- **WHAT TO PRODUCE**
In the material below, which lines hold the word "strategy"? Pick each one out.

- **SUPPLIED INFORMATION**

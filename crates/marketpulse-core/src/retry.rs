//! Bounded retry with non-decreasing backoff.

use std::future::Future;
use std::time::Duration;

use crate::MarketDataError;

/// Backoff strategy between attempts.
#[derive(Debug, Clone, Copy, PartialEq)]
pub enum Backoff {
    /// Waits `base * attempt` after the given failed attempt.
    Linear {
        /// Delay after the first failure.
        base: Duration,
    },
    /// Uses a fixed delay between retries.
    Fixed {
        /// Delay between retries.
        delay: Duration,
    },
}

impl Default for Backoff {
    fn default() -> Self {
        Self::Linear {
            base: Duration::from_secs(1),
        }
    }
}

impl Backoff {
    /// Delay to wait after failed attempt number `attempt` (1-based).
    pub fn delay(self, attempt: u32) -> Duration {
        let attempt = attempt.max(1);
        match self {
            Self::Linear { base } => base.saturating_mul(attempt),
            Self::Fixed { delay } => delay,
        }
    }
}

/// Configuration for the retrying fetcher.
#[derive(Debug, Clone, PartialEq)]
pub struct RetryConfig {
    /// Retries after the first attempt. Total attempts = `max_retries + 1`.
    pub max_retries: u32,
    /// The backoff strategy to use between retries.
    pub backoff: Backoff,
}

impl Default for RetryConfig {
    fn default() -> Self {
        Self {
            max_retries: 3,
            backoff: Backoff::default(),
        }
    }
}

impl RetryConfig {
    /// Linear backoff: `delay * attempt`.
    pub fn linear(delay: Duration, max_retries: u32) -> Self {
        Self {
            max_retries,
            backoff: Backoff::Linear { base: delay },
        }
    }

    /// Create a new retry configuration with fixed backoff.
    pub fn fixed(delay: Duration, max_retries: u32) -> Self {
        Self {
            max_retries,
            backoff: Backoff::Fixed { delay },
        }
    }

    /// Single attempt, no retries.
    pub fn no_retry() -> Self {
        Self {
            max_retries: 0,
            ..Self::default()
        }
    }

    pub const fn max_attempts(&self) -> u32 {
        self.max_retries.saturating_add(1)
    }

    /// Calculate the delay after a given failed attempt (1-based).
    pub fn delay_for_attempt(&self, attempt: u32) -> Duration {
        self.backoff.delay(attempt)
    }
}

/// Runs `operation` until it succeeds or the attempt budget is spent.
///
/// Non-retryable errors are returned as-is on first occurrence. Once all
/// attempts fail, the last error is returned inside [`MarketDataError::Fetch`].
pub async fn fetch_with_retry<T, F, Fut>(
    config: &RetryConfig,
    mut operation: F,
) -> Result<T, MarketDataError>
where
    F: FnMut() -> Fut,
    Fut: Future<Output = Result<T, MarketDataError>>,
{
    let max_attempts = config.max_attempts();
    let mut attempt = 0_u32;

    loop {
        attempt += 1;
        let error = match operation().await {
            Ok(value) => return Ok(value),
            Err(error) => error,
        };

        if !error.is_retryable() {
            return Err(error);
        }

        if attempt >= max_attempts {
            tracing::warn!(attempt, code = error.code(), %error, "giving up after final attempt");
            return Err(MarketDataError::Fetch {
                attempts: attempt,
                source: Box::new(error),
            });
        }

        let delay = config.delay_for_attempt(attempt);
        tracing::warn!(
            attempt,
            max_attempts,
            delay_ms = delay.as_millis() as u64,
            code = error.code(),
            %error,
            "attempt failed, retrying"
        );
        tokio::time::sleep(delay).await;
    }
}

- **RESPONSE TO THE TASK**
/// Backoff strategy between attempts.
    /// The backoff strategy to use between retries.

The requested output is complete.